Wait, Facebook uses Haskell? I had no idea.
There is little information about the size of the codebase though. I could only dig up a talk from 2009 and a tool to modify a PHP codebase with abstract-syntax-tree transformers in Haskell [2]. Can somebody give some more insight on their internal use of the language?
Anyway I think it's great that they have a hybrid codebase. With projects like HipHop and this Haskell backend it looks like they are gradually moving away from PHP as their main language.
Facebook hasn't been a PHP shop in a long time. PHP is only used on the front end site. New projects that come along are written in whatever language makes sense. Like facebook chat being in erlang for example.
I heard a rumor a while back that Facebook Chat was rewritten in C++... but I can't seem to find anything to verify that. Do you know if it's still Erlang?
No idea. Sounds like the kind of thing that gets started based on a misunderstanding like someone saying "we wrote that in C++" in reference to part of the chat system. Either way, my point was that facebook isn't a PHP shop. Erlang/C++ or just plain C++, neither is PHP.

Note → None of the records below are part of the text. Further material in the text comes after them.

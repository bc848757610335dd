//! Optional per-element hooks.
//!
//! Every hook has a permissive default: an element without a behaviour accepts every
//! drop, recovers as a no-op and ignores notifications.

use crate::element::ElementId;
use crate::event::Event;
use crate::memento::ElementMemento;
use crate::scene::Scene;
use std::fmt;

/// Strategy object attached to an element.
///
/// `me` is always the element the behaviour is attached to.
pub trait ElementBehavior: fmt::Debug + Send + Sync {
    /// Called for every event fired by an element `me` observes.
    fn notified(&self, _scene: &mut Scene, _me: ElementId, _source: ElementId, _event: &Event) {}

    /// Redirect drops aimed at `me` to another element (a cover to its content area).
    fn drop_target(&self, _scene: &Scene, _me: ElementId) -> Option<ElementId> {
        None
    }

    /// Whether `me` accepts `element` being dropped into it.
    fn accept_drop(&self, _scene: &Scene, _me: ElementId, _element: ElementId) -> bool {
        true
    }

    /// Whether `me` agrees to be dropped into `target`.
    fn accept_dropped(&self, _scene: &Scene, _me: ElementId, _target: ElementId) -> bool {
        true
    }

    fn receive_drop(&self, _scene: &mut Scene, _me: ElementId, _element: ElementId) {}

    fn dropped(&self, _scene: &mut Scene, _me: ElementId, _target: ElementId) {}

    /// Whether container `me` accepts `element` being rotated by `angle` radians.
    fn accept_rotation(&self, _scene: &Scene, _me: ElementId, _element: ElementId, _angle: f64) -> bool {
        true
    }

    /// Whether `me` agrees to keep a rotation of `angle` radians.
    fn accept_rotated(&self, _scene: &Scene, _me: ElementId, _angle: f64) -> bool {
        true
    }

    /// Post-revert fix-up, run after every entity of a transaction was reverted.
    fn recover(&self, _scene: &mut Scene, _me: ElementId, _record: &ElementMemento) {}
}
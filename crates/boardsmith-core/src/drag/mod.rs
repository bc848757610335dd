//! Drag-and-drop protocol.
//!
//! A gesture is driven by a [`DragGesture`]: it asks the operation to accept the press,
//! starts the drag lazily once the pointer has actually moved, and ends either with a
//! drop (the drag started) or a click (it did not).

mod move_op;
mod parent;
mod rotate;
mod scroll;
mod select_area;
mod switch;

pub use move_op::{DragMoveOperation, SelectionExtension};
pub use parent::ParentDragOperation;
pub use rotate::{DragRotateOperation, in_rotate_handle};
pub use scroll::DragScrollOperation;
pub use select_area::DragSelectAreaOperation;
pub use switch::{DragPredicate, DragSwitchOperation};

use crate::editor::Editor;
use crate::element::ElementId;
use crate::input::PointerInput;
use kurbo::Point;
use std::fmt;
use std::sync::Arc;

/// Creates a fresh operation for every gesture started on an element.
pub type DragFactory = Arc<dyn Fn() -> Box<dyn DragOperation> + Send + Sync>;

/// Wrap an operation constructor into a [`DragFactory`].
pub fn factory<F, O>(make: F) -> DragFactory
where
    F: Fn() -> O + Send + Sync + 'static,
    O: DragOperation + 'static,
{
    Arc::new(move || Box::new(make()))
}

/// Where and how a gesture started.
#[derive(Debug, Clone, Copy, PartialEq)]
pub struct DragStart {
    /// Press position in page coordinates.
    pub page: Point,
    /// Press position in canvas coordinates.
    pub point: Point,
    pub input: PointerInput,
    /// Whether the pointer left the press position.
    pub moved: bool,
}

/// One kind of gesture.
///
/// `point` arguments are in canvas coordinates. Only `accept` may refuse; the `do_*`
/// methods run to completion.
pub trait DragOperation {
    /// Whether this operation takes the gesture pressed on `element`.
    fn accept(&mut self, _editor: &Editor, _element: ElementId, _point: Point, _input: &PointerInput) -> bool {
        true
    }

    /// First movement of an accepted gesture.
    fn do_drag_start(&mut self, editor: &mut Editor, element: ElementId, start: &DragStart);

    fn do_drag_move(&mut self, editor: &mut Editor, element: ElementId, point: Point, input: &PointerInput);

    fn do_drop(&mut self, editor: &mut Editor, element: ElementId, point: Point, input: &PointerInput);

    /// Release without movement.
    fn do_click(&mut self, _editor: &mut Editor, _element: ElementId, _point: Point, _input: &PointerInput) {}

    /// The started gesture is abandoned (Escape).
    fn do_abort(&mut self, _editor: &mut Editor, _element: ElementId) {}

    fn name(&self) -> &'static str {
        std::any::type_name::<Self>()
    }
}

/// An accepted gesture in progress.
pub struct DragGesture {
    op: Box<dyn DragOperation>,
    element: ElementId,
    start: DragStart,
    started: bool,
}

impl fmt::Debug for DragGesture {
    fn fmt(&self, f: &mut fmt::Formatter<'_>) -> fmt::Result {
        f.debug_struct("DragGesture")
            .field("op", &self.op.name())
            .field("element", &self.element)
            .field("start", &self.start)
            .field("started", &self.started)
            .finish()
    }
}

impl DragGesture {
    /// Offer a press on `element` to `op`. Returns `None` when the operation refuses.
    pub fn begin(editor: &Editor, element: ElementId, mut op: Box<dyn DragOperation>, input: &PointerInput) -> Option<Self> {
        let point = editor.canvas.canvas_point(input.position);
        if !op.accept(editor, element, point, input) {
            return None;
        }
        log::debug!("gesture accepted by {} on {}", op.name(), element);
        Some(Self {
            op,
            element,
            start: DragStart {
                page: input.position,
                point,
                input: *input,
                moved: false,
            },
            started: false,
        })
    }

    pub fn element(&self) -> ElementId {
        self.element
    }

    pub fn start(&self) -> &DragStart {
        &self.start
    }

    /// Whether the drag has started, i.e. the pointer moved past the threshold.
    pub fn is_started(&self) -> bool {
        self.started
    }

    pub fn on_drag_move(&mut self, editor: &mut Editor, input: &PointerInput) {
        if !self.started {
            let distance = (input.position - self.start.page).hypot();
            if distance == 0.0 || distance < editor.settings.drag_threshold {
                return;
            }
            self.start.moved = true;
            self.started = true;
            self.op.do_drag_start(editor, self.element, &self.start);
        }
        let point = editor.canvas.canvas_point(input.position);
        self.op.do_drag_move(editor, self.element, point, input);
    }

    /// Release the pointer: drop if the drag started, click otherwise.
    pub fn on_drop(mut self, editor: &mut Editor, input: &PointerInput) {
        self.on_drag_move(editor, input);
        let point = editor.canvas.canvas_point(input.position);
        if self.started {
            self.op.do_drop(editor, self.element, point, input);
        } else {
            self.op.do_click(editor, self.element, point, input);
        }
    }

    pub fn abort(mut self, editor: &mut Editor) {
        if self.started {
            log::debug!("gesture on {} aborted", self.element);
            self.op.do_abort(editor, self.element);
        }
    }
}
use super::{DragOperation, DragStart};
use crate::editor::Editor;
use crate::element::ElementId;
use crate::event::Event;
use crate::input::PointerInput;
use kurbo::Point;

/// Pans the viewport with the pointer.
#[derive(Debug, Default)]
pub struct DragScrollOperation {
    /// Last pointer position in page coordinates.
    last_page: Point,
}

impl DragScrollOperation {
    pub fn new() -> Self {
        Self::default()
    }
}

impl DragOperation for DragScrollOperation {
    fn do_drag_start(&mut self, _editor: &mut Editor, _element: ElementId, start: &DragStart) {
        self.last_page = start.page;
    }

    fn do_drag_move(&mut self, editor: &mut Editor, _element: ElementId, _point: Point, input: &PointerInput) {
        editor.canvas.viewport.pan(input.position - self.last_page);
        self.last_page = input.position;
    }

    fn do_drop(&mut self, editor: &mut Editor, _element: ElementId, _point: Point, _input: &PointerInput) {
        let base = editor.canvas.base_root();
        editor.scene.fire(base, Event::ScrollEnd);
    }
}

#[cfg(test)]
mod tests {
    use super::*;
    use crate::event::EventKind;
    use crate::input::MouseButton;
    use crate::observable::tests::{Recorder, watch};
    use kurbo::Vec2;
    use std::sync::Arc;

    #[test]
    fn test_middle_drag_pans_viewport() {
        let mut editor = Editor::default();
        let recorder = Arc::new(Recorder::default());
        let base = editor.canvas.base_root();
        watch(&mut editor.scene, &recorder, &[base]);
        let press = |x, y| PointerInput::new(Point::new(x, y)).with_button(MouseButton::Middle);

        editor.pointer_down(press(100.0, 100.0));
        editor.pointer_move(press(130.0, 90.0));
        editor.pointer_move(press(150.0, 80.0));
        editor.pointer_up(press(150.0, 80.0));

        assert_eq!(editor.canvas.viewport.offset, Vec2::new(50.0, -20.0));
        assert_eq!(editor.canvas.canvas_point(Point::new(150.0, 80.0)), Point::new(100.0, 100.0));
        assert_eq!(recorder.kinds(), vec![EventKind::ScrollEnd]);
    }
}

I'm sort of surprised that Facebook's "friends of" is a directed graph, when the actual social graph is undirected. I guess they use enough directed edges for other things in that graph, but I'm sort of surprised their social graph isn't undirected and ridiculously optimised as its own separate thing.
An undirected graph is equivalent to a directed graph with doubled edges.

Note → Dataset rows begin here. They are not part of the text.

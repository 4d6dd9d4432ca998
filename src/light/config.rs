//! Cycle-duration configuration.

use rand::Rng;
use serde::{Deserialize, Serialize};
use std::time::Duration;
use thiserror::Error;

/// Errors that can occur when building a [`CycleConfig`].
#[derive(Debug, Error, Clone, PartialEq, Eq)]
pub enum ConfigError {
    #[error("Cycle durations must be greater than zero")]
    ZeroDuration,

    #[error("Minimum cycle duration {min:?} exceeds maximum {max:?}")]
    InvertedRange { min: Duration, max: Duration },

    #[error("Cycle duration {0:?} is longer than u64::MAX nanoseconds")]
    TooLong(Duration),
}

/// Bounded range each phase's duration is drawn from.
///
/// Every phase lasts a duration drawn uniformly from `min..=max`. The
/// default range is 4 to 6 seconds. The serialized form is in whole
/// milliseconds.
///
/// # Example
///
/// ```rust
/// use std::time::Duration;
/// use stoplight::CycleConfig;
///
/// let config = CycleConfig::new(Duration::from_millis(40), Duration::from_millis(60))
///     .unwrap()
///     .with_seed(7);
///
/// assert_eq!(config.min(), Duration::from_millis(40));
/// assert_eq!(config.seed(), Some(7));
///
/// assert!(CycleConfig::new(Duration::from_secs(6), Duration::from_secs(4)).is_err());
/// ```
#[derive(Clone, Debug, PartialEq, Eq, Serialize, Deserialize)]
#[serde(try_from = "RawCycleConfig", into = "RawCycleConfig")]
pub struct CycleConfig {
    min: Duration,
    max: Duration,
    seed: Option<u64>,
}

impl CycleConfig {
    pub const DEFAULT_MIN: Duration = Duration::from_secs(4);
    pub const DEFAULT_MAX: Duration = Duration::from_secs(6);
    /// Longest duration `draw` can represent: `u64::MAX` nanoseconds.
    pub const LONGEST: Duration = Duration::from_nanos(u64::MAX);

    /// Create a range, rejecting empty or inverted ones.
    pub fn new(min: Duration, max: Duration) -> Result<Self, ConfigError> {
        if min.is_zero() || max.is_zero() {
            return Err(ConfigError::ZeroDuration);
        }
        if min > max {
            return Err(ConfigError::InvertedRange { min, max });
        }
        if max > Self::LONGEST {
            return Err(ConfigError::TooLong(max));
        }
        Ok(Self {
            min,
            max,
            seed: None,
        })
    }

    /// Seed the cycling RNG, making the sequence of durations reproducible.
    ///
    /// Without a seed the RNG is seeded from the operating system.
    pub fn with_seed(mut self, seed: u64) -> Self {
        self.seed = Some(seed);
        self
    }

    /// Shortest cycle duration that can be drawn.
    pub fn min(&self) -> Duration {
        self.min
    }

    /// Longest cycle duration that can be drawn.
    pub fn max(&self) -> Duration {
        self.max
    }

    /// RNG seed, if the durations are reproducible.
    pub fn seed(&self) -> Option<u64> {
        self.seed
    }

    /// Draw the next cycle duration.
    pub fn draw<R: Rng + ?Sized>(&self, rng: &mut R) -> Duration {
        Duration::from_nanos(rng.random_range(nanos(self.min)..=nanos(self.max)))
    }
}

impl Default for CycleConfig {
    fn default() -> Self {
        Self {
            min: Self::DEFAULT_MIN,
            max: Self::DEFAULT_MAX,
            seed: None,
        }
    }
}

fn nanos(duration: Duration) -> u64 {
    u64::try_from(duration.as_nanos()).unwrap_or(u64::MAX)
}

fn millis(duration: Duration) -> u64 {
    u64::try_from(duration.as_millis()).unwrap_or(u64::MAX)
}

/// Serialized form of [`CycleConfig`]; validated on the way in.
#[derive(Serialize, Deserialize)]
struct RawCycleConfig {
    min_millis: u64,
    max_millis: u64,
    #[serde(default, skip_serializing_if = "Option::is_none")]
    seed: Option<u64>,
}

impl TryFrom<RawCycleConfig> for CycleConfig {
    type Error = ConfigError;

    fn try_from(raw: RawCycleConfig) -> Result<Self, Self::Error> {
        let config = Self::new(
            Duration::from_millis(raw.min_millis),
            Duration::from_millis(raw.max_millis),
        )?;
        Ok(match raw.seed {
            Some(seed) => config.with_seed(seed),
            None => config,
        })
    }
}

impl From<CycleConfig> for RawCycleConfig {
    fn from(config: CycleConfig) -> Self {
        Self {
            min_millis: millis(config.min),
            max_millis: millis(config.max),
            seed: config.seed,
        }
    }
}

The only efficient way to implement an undirected graph is as a directed graph with doubled edges.
You want to list friends of Alice. Directed: query all friend(Alice, X). Undirected: query all friend(Alice, X) OR friend(X, Alice). Finding all friend(X, Alice) will be very slow without an index of all friend relationships with Alice in the second position. Storing this is harder than just storing friend(Alice, X) and friend(X, Alice).

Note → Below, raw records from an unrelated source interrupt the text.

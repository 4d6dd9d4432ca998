//! The simulated traffic light.
//!
//! A [`TrafficLight`] owns its phase, a background thread that flips the
//! phase on a randomized timer, and a [`PhaseChannel`] every flip is
//! published to. Waiters block on a condition variable guarding the phase,
//! so every waiter observes every green phase.

mod config;
mod cycle;
mod error;

pub use config::{ConfigError, CycleConfig};
pub use error::LightError;

use crate::channel::PhaseChannel;
use crate::core::{Guard, Phase, PhaseTransition};
use chrono::Utc;
use std::sync::atomic::{AtomicBool, AtomicU8, Ordering};
use std::sync::{Arc, Condvar, Mutex, MutexGuard, PoisonError};
use std::thread::{self, JoinHandle};
use std::time::{Duration, Instant};
use tracing::{error, info, trace, warn};
use uuid::Uuid;

/// A traffic light cycling between red and green on its own thread.
///
/// # Example
///
/// ```rust
/// use std::time::Duration;
/// use stoplight::{CycleConfig, Phase, TrafficLight};
///
/// let config = CycleConfig::new(Duration::from_millis(20), Duration::from_millis(30)).unwrap();
/// let light = TrafficLight::with_config(config);
/// assert_eq!(light.current_phase(), Phase::Red);
///
/// light.simulate().unwrap();
/// light.wait_for_green().unwrap();
/// assert!(light.transition_count() >= 1);
///
/// light.stop();
/// ```
#[derive(Debug)]
pub struct TrafficLight {
    shared: Arc<Shared>,
    config: CycleConfig,
    started: AtomicBool,
    cycler: Mutex<Option<JoinHandle<()>>>,
}

/// State shared between the light's handle and its cycling thread.
#[derive(Debug)]
struct Shared {
    id: Uuid,
    /// Written only by the cycling thread, under the `run` lock.
    phase: AtomicU8,
    run: Mutex<RunState>,
    /// Signaled on every flip and on stop.
    changed: Condvar,
    events: PhaseChannel<Phase>,
}

#[derive(Debug, Default)]
struct RunState {
    transitions: u64,
    last: Option<PhaseTransition>,
    stopped: bool,
}

impl TrafficLight {
    /// Create a red light with the default 4 to 6 second cycle.
    pub fn new() -> Self {
        Self::with_config(CycleConfig::default())
    }

    /// Create a red light drawing its cycle durations from `config`.
    pub fn with_config(config: CycleConfig) -> Self {
        Self {
            shared: Arc::new(Shared {
                id: Uuid::new_v4(),
                phase: AtomicU8::new(Phase::Red.as_u8()),
                run: Mutex::new(RunState::default()),
                changed: Condvar::new(),
                events: PhaseChannel::new(),
            }),
            config,
            started: AtomicBool::new(false),
            cycler: Mutex::new(None),
        }
    }

    /// Start cycling on a background thread and return immediately.
    ///
    /// A light cycles at most once: a second call fails with
    /// [`LightError::AlreadyStarted`], and calling it on a light that was
    /// stopped before it ever started fails with [`LightError::Stopped`].
    pub fn simulate(&self) -> Result<(), LightError> {
        if self
            .started
            .compare_exchange(false, true, Ordering::AcqRel, Ordering::Acquire)
            .is_err()
        {
            warn!(light = %self.shared.id, "simulate called on a light that already started");
            return Err(LightError::AlreadyStarted);
        }
        if self.shared.lock().stopped {
            return Err(LightError::Stopped);
        }

        let shared = Arc::clone(&self.shared);
        let config = self.config.clone();
        let spawned = thread::Builder::new()
            .name(format!("traffic-light-{}", self.shared.id.simple()))
            .spawn(move || cycle::run(&shared, &config));

        match spawned {
            Ok(handle) => {
                *self.cycler.lock().unwrap_or_else(PoisonError::into_inner) = Some(handle);
                Ok(())
            }
            Err(err) => {
                self.started.store(false, Ordering::Release);
                Err(LightError::Spawn(err))
            }
        }
    }

    /// Current phase. Never blocks.
    pub fn current_phase(&self) -> Phase {
        self.shared.phase()
    }

    /// Block until the light is green.
    ///
    /// Returns immediately if it already is. Every concurrent waiter is
    /// released by the same green phase. Fails with [`LightError::Stopped`]
    /// if the light is stopped before turning green; if the light was never
    /// started this blocks until it is started or stopped.
    pub fn wait_for_green(&self) -> Result<(), LightError> {
        self.wait_until(&green())
    }

    /// Like [`wait_for_green`](Self::wait_for_green), giving up after
    /// `timeout`. Returns `Ok(false)` on timeout.
    pub fn wait_for_green_timeout(&self, timeout: Duration) -> Result<bool, LightError> {
        self.wait_until_timeout(&green(), timeout)
    }

    /// Block until `guard` accepts a phase the light has held since the call.
    pub fn wait_until(&self, guard: &Guard<Phase>) -> Result<(), LightError> {
        self.shared.wait_until(guard, None).map(|_| ())
    }

    /// Like [`wait_until`](Self::wait_until), giving up after `timeout`.
    ///
    /// Returns `Ok(false)` on timeout. A timeout too large to represent as a
    /// deadline waits without one.
    pub fn wait_until_timeout(
        &self,
        guard: &Guard<Phase>,
        timeout: Duration,
    ) -> Result<bool, LightError> {
        self.shared
            .wait_until(guard, Instant::now().checked_add(timeout))
    }

    /// Channel every new phase is sent to, one event per flip.
    ///
    /// Each event is delivered to exactly one receiver.
    ///
    /// # Unread events accumulate
    ///
    /// The waits on this light do not read from the channel. Every flip
    /// queues one event whether or not anyone receives it, so a running
    /// light whose events are never drained grows its queue by one phase
    /// per cycle for as long as it runs. Callers that do not want discrete
    /// events can ignore the queue; its size is observable with
    /// [`PhaseChannel::len`].
    pub fn phase_events(&self) -> &PhaseChannel<Phase> {
        &self.shared.events
    }

    /// Stop cycling and release every waiter.
    ///
    /// Joins the cycling thread. Calling it again does nothing.
    pub fn stop(&self) {
        let was_stopped = {
            let mut run = self.shared.lock();
            let was_stopped = run.stopped;
            run.stopped = true;
            self.shared.changed.notify_all();
            was_stopped
        };
        if !was_stopped && self.started.load(Ordering::Acquire) {
            info!(light = %self.shared.id, "traffic light stopped");
        }

        let handle = self
            .cycler
            .lock()
            .unwrap_or_else(PoisonError::into_inner)
            .take();
        if let Some(handle) = handle {
            if handle.join().is_err() {
                error!(light = %self.shared.id, "cycling thread panicked");
            }
        }
    }

    /// Whether the cycling thread has been started and not stopped.
    pub fn is_running(&self) -> bool {
        self.started.load(Ordering::Acquire) && !self.shared.lock().stopped
    }

    /// Number of flips performed so far.
    pub fn transition_count(&self) -> u64 {
        self.shared.lock().transitions
    }

    /// The most recent flip, if the light has flipped yet.
    pub fn last_transition(&self) -> Option<PhaseTransition> {
        self.shared.lock().last.clone()
    }

    /// Unique id of this light, used in its log events and thread name.
    pub fn id(&self) -> Uuid {
        self.shared.id
    }

    /// Range the light draws its cycle durations from.
    pub fn config(&self) -> &CycleConfig {
        &self.config
    }
}

impl Default for TrafficLight {
    fn default() -> Self {
        Self::new()
    }
}

impl Drop for TrafficLight {
    fn drop(&mut self) {
        self.stop();
    }
}

fn green() -> Guard<Phase> {
    Guard::new(|phase: &Phase| phase.is_green())
}

impl Shared {
    fn lock(&self) -> MutexGuard<'_, RunState> {
        self.run.lock().unwrap_or_else(PoisonError::into_inner)
    }

    fn phase(&self) -> Phase {
        Phase::from_u8(self.phase.load(Ordering::Acquire))
    }

    /// Flip the phase, wake every waiter, then publish the new phase.
    fn flip(&self, held_for: Duration) -> PhaseTransition {
        let transition = {
            let mut run = self.lock();
            let from = self.phase();
            let to = from.flipped();
            self.phase.store(to.as_u8(), Ordering::Release);
            run.transitions += 1;

            let transition = PhaseTransition {
                from,
                to,
                timestamp: Utc::now(),
                cycle: run.transitions,
                duration: held_for,
            };
            run.last = Some(transition.clone());
            self.changed.notify_all();
            transition
        };
        self.events.send(transition.to);
        transition
    }

    /// Sleep until `deadline`, or until stopped if there is none.
    /// Returns `false` if the light was stopped.
    fn sleep_until(&self, deadline: Option<Instant>) -> bool {
        let mut run = self.lock();
        loop {
            if run.stopped {
                return false;
            }
            run = match deadline {
                None => self
                    .changed
                    .wait(run)
                    .unwrap_or_else(PoisonError::into_inner),
                Some(deadline) => {
                    let remaining = deadline.saturating_duration_since(Instant::now());
                    if remaining.is_zero() {
                        return true;
                    }
                    self.changed
                        .wait_timeout(run, remaining)
                        .unwrap_or_else(PoisonError::into_inner)
                        .0
                }
            };
        }
    }

    /// Returns `Ok(false)` only when `deadline` passes first.
    fn wait_until(
        &self,
        guard: &Guard<Phase>,
        deadline: Option<Instant>,
    ) -> Result<bool, LightError> {
        let mut run = self.lock();
        let seen = run.transitions;
        loop {
            let phase = self.phase();
            if guard.check(&phase) {
                return Ok(true);
            }
            // Two or more flips since the call means both phases were held,
            // even if this waiter woke too late to see the other one.
            if run.transitions >= seen + 2 && guard.check(&phase.flipped()) {
                return Ok(true);
            }
            if run.stopped {
                return Err(LightError::Stopped);
            }

            run = match deadline {
                None => self
                    .changed
                    .wait(run)
                    .unwrap_or_else(PoisonError::into_inner),
                Some(deadline) => {
                    let remaining = deadline.saturating_duration_since(Instant::now());
                    if remaining.is_zero() {
                        return Ok(false);
                    }
                    self.changed
                        .wait_timeout(run, remaining)
                        .unwrap_or_else(PoisonError::into_inner)
                        .0
                }
            };
            trace!(light = %self.id, phase = %self.phase(), "waiter woke");
        }
    }
}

More generally, in Facebook's social graph, connections can be of different types. For e.g., for a user, 'likes' can be one type of an edge and 'followers'(people he follows) is of a different type, 'followed by'(people who follow him) is yet another type, so on. Many of these types can only be uni directional(e.g., all the above three examples). So, the social graph is a directed graph. Of course, the well known 'friends' connection is a bi-directional type of edge.
I assumed, I think incorrectly with hindsight, that the 'friends' connection dwarfed all others and would be separately optimised. I think you're right though - 'likes' and 'friends' probably don't dwarf each other at a guess, and as Scaevolus pointed out it wouldn't be fundamentally different anyway.
For surveillance it's of great importance to know the difference between me being friends with Iranian nuclear scientists, them being friends with me, or us having mutual hugs going on.
The hot-swapping is very new and experimental, but if facebook has a need then Simon Marlow definitely has the capability bring that back to GHC core. He's already stated at least some of the hot swapping will make it.
Anyway I think it's great that they have a hybrid codebase. With projects like HipHop and this Haskell backend it looks like they are gradually moving away from PHP as their main language.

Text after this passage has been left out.